You seem to use Microsoft Outlook, in which case I haven't got a clue.
I've CC:ed this to the list in the hope that one of our friends there
might know, I hope you don't mind.
> BTW, was this intended to reply to the CONLANG list?
> (OK, if so.)
Yes :) I CC:ed the list, which is what I normally do if someone sets
Reply-To. Seeing as I was posting onlist, I used my conlang account,
which sets the Reply-To header, because in spite of claims to the
contrary I can't get Google Mail to stop setting it to *something*.

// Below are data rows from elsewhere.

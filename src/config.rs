// src/config.rs
//! Repository configuration
//!
//! Every setting has a default, so running without a config file gives the
//! standard layout. A TOML file may override any subset:
//! - [server] - Public and admin bind addresses
//! - [storage] - Repository root directory
//! - [expiry] - Role lifetimes in days
//! - [scheduler] - Freshness check interval
//! - [signing] - Key file passphrase and key derivation cost

use crate::error::{Error, Result};
use crate::role::RoleType;
use crate::signing::KdfParams;
use chrono::{DateTime, SubsecRound, Utc};
use serde::Deserialize;
use std::net::SocketAddr;
use std::path::{Path, PathBuf};
use std::time::Duration;
use strum::IntoEnumIterator;

/// Passphrase protecting the signing key when none is configured
pub const DEFAULT_KEY_PASSPHRASE: &str = "ga>*{0ZyS}LYT(9V9U";

/// Longest accepted role lifetime, in days
pub const MAX_EXPIRY_DAYS: u32 = 36_500;

/// TOML configuration file structure
#[derive(Debug, Clone, Default, Deserialize)]
pub struct RepoConfig {
    #[serde(default)]
    pub server: ServerSection,

    #[serde(default)]
    pub storage: StorageSection,

    #[serde(default)]
    pub expiry: ExpirySection,

    #[serde(default)]
    pub scheduler: SchedulerSection,

    #[serde(default)]
    pub signing: SigningSection,
}

/// Server configuration section
#[derive(Debug, Clone, Deserialize)]
pub struct ServerSection {
    /// Public bind address (static metadata and targets)
    #[serde(default = "default_bind")]
    pub bind: String,

    /// Admin bind address (target uploads, status, key rotation)
    #[serde(default = "default_admin_bind")]
    pub admin_bind: String,

    /// Largest accepted upload request in megabytes
    #[serde(default = "default_max_upload_mb")]
    pub max_upload_mb: usize,
}

impl Default for ServerSection {
    fn default() -> Self {
        Self {
            bind: default_bind(),
            admin_bind: default_admin_bind(),
            max_upload_mb: default_max_upload_mb(),
        }
    }
}

fn default_bind() -> String {
    "0.0.0.0:8080".to_string()
}

fn default_admin_bind() -> String {
    "127.0.0.1:6006".to_string()
}

fn default_max_upload_mb() -> usize {
    1024
}

/// Storage configuration section
#[derive(Debug, Clone, Deserialize)]
pub struct StorageSection {
    /// Repository root directory
    #[serde(default = "default_root")]
    pub root: PathBuf,
}

impl Default for StorageSection {
    fn default() -> Self {
        Self {
            root: default_root(),
        }
    }
}

fn default_root() -> PathBuf {
    PathBuf::from("repo")
}

/// Role lifetimes in days
#[derive(Debug, Clone, Copy, PartialEq, Eq, Deserialize)]
pub struct ExpirySection {
    #[serde(default = "default_root_days")]
    pub root: u32,
    #[serde(default = "default_targets_days")]
    pub targets: u32,
    #[serde(default = "default_snapshot_days")]
    pub snapshot: u32,
    #[serde(default = "default_timestamp_days")]
    pub timestamp: u32,
}

impl Default for ExpirySection {
    fn default() -> Self {
        Self {
            root: default_root_days(),
            targets: default_targets_days(),
            snapshot: default_snapshot_days(),
            timestamp: default_timestamp_days(),
        }
    }
}

fn default_root_days() -> u32 {
    365
}

fn default_targets_days() -> u32 {
    30
}

fn default_snapshot_days() -> u32 {
    30
}

fn default_timestamp_days() -> u32 {
    1
}

impl ExpirySection {
    /// Lifetime of `role` in days
    pub fn days(&self, role: RoleType) -> u32 {
        match role {
            RoleType::Root => self.root,
            RoleType::Targets => self.targets,
            RoleType::Snapshot => self.snapshot,
            RoleType::Timestamp => self.timestamp,
        }
    }

    /// Expiry for a document of `role` signed at `now`, in whole seconds
    pub fn expires_at(&self, role: RoleType, now: DateTime<Utc>) -> DateTime<Utc> {
        now.trunc_subsecs(0) + chrono::Duration::days(i64::from(self.days(role)))
    }
}

/// Scheduler configuration section
#[derive(Debug, Clone, Deserialize)]
pub struct SchedulerSection {
    /// Pause between freshness checks (e.g., "10s", "1m")
    #[serde(default = "default_interval")]
    pub interval: String,
}

impl Default for SchedulerSection {
    fn default() -> Self {
        Self {
            interval: default_interval(),
        }
    }
}

fn default_interval() -> String {
    "10s".to_string()
}

/// Signing configuration section
#[derive(Debug, Clone, Deserialize)]
pub struct SigningSection {
    /// Passphrase the key file is encrypted under
    #[serde(default = "default_passphrase")]
    pub passphrase: String,

    /// Scrypt cost (log2 N) used when writing a new key file
    #[serde(default = "default_kdf_log_n")]
    pub kdf_log_n: u8,
}

impl Default for SigningSection {
    fn default() -> Self {
        Self {
            passphrase: default_passphrase(),
            kdf_log_n: default_kdf_log_n(),
        }
    }
}

fn default_passphrase() -> String {
    DEFAULT_KEY_PASSPHRASE.to_string()
}

fn default_kdf_log_n() -> u8 {
    KdfParams::default().log_n
}

impl SigningSection {
    pub fn kdf_params(&self) -> KdfParams {
        KdfParams {
            log_n: self.kdf_log_n,
            ..KdfParams::default()
        }
    }
}

impl RepoConfig {
    /// Load configuration from a TOML file
    pub fn load(path: &Path) -> Result<Self> {
        let content = std::fs::read_to_string(path)?;
        let config: RepoConfig = toml::from_str(&content)?;
        config.validate()?;
        Ok(config)
    }

    /// Validate the configuration
    pub fn validate(&self) -> Result<()> {
        self.bind_addr()?;
        self.admin_bind_addr()?;

        for role in RoleType::iter() {
            let days = self.expiry.days(role);
            if days == 0 || days > MAX_EXPIRY_DAYS {
                return Err(Error::Config(format!(
                    "expiry.{} must be between 1 and {} days, got {}",
                    role, MAX_EXPIRY_DAYS, days
                )));
            }
        }

        if self.server.max_upload_mb == 0 {
            return Err(Error::Config(
                "server.max_upload_mb must be greater than zero".to_string(),
            ));
        }

        if self.scheduler_interval()?.is_zero() {
            return Err(Error::Config(
                "scheduler.interval must be greater than zero".to_string(),
            ));
        }

        if !(1..=20).contains(&self.signing.kdf_log_n) {
            return Err(Error::Config(format!(
                "signing.kdf_log_n must be between 1 and 20, got {}",
                self.signing.kdf_log_n
            )));
        }

        Ok(())
    }

    pub fn bind_addr(&self) -> Result<SocketAddr> {
        self.server
            .bind
            .parse()
            .map_err(|_| Error::Config(format!("Invalid server.bind address: {}", self.server.bind)))
    }

    pub fn admin_bind_addr(&self) -> Result<SocketAddr> {
        self.server.admin_bind.parse().map_err(|_| {
            Error::Config(format!(
                "Invalid server.admin_bind address: {}",
                self.server.admin_bind
            ))
        })
    }

    pub fn scheduler_interval(&self) -> Result<Duration> {
        parse_duration(&self.scheduler.interval)
    }

    pub fn max_upload_bytes(&self) -> usize {
        self.server.max_upload_mb.saturating_mul(1024 * 1024)
    }

    /// Get the storage root directory
    pub fn storage_root(&self) -> &Path {
        &self.storage.root
    }
}

/// Parse a human-readable duration string (e.g., "15m", "1h", "30s")
pub fn parse_duration(s: &str) -> Result<Duration> {
    let s = s.trim().to_lowercase();

    let (num_str, multiplier) = if let Some(num) = s.strip_suffix('d') {
        (num, 24 * 60 * 60)
    } else if let Some(num) = s.strip_suffix('h') {
        (num, 60 * 60)
    } else if let Some(num) = s.strip_suffix('m') {
        (num, 60)
    } else if let Some(num) = s.strip_suffix('s') {
        (num, 1)
    } else {
        // Assume seconds
        (s.as_str(), 1)
    };

    let num: u64 = num_str
        .trim()
        .parse()
        .map_err(|_| Error::Config(format!("Invalid duration: {}", s)))?;
    let secs = num
        .checked_mul(multiplier)
        .ok_or_else(|| Error::Config(format!("Duration out of range: {}", s)))?;

    Ok(Duration::from_secs(secs))
}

(As opposed to the other email I sent you, personally, from my
personal account.)
> > I've generally considered it phonemic for me, at least! (At least
> > until I stopped considering the concept of "phonemic" to be useful.)
>
> That's another thread!
:) My Phonetics and Phonology lecturer considers phonemes to be
useful, but allophones not to be, which strikes me as naïvely
intuitive but completely contrary to the way language seems to work.
(She didn't go into detail, but said that phonetic realisations vary
too much in practice for discussions on the topic to be fruitful. But
the example she used only furthered my belief she was wrong!)
...
> > Also, I've noticed that young children (who have not yet mastered
> > clusters, but do have the [tS] affricative) frequently ommit the [r\]
> > entirely and speak of the [tS&in tS&k].
>
> Sure, infants, ie VERY young kids do so.
Older than I'd consider "infant". Maybe I'm confusing the etymology of
the word with its meaning, but if they can speak mostly fluently but
occasionally trip over some clusters/phonemes, can walk unaided etc. I
do not consider them to be infant. (But yes, they'd be pre-kinder
age.)
..
> > (My mother is an English teacher, and I was in year 12 in 2002, which
> > simultaneously seems a long time ago, and like yesterday.)
>
> Hmmm, so you're in Year 16 now? ;-)
Doing the fourth (calendar) year of a four-and-a-half year double degree :)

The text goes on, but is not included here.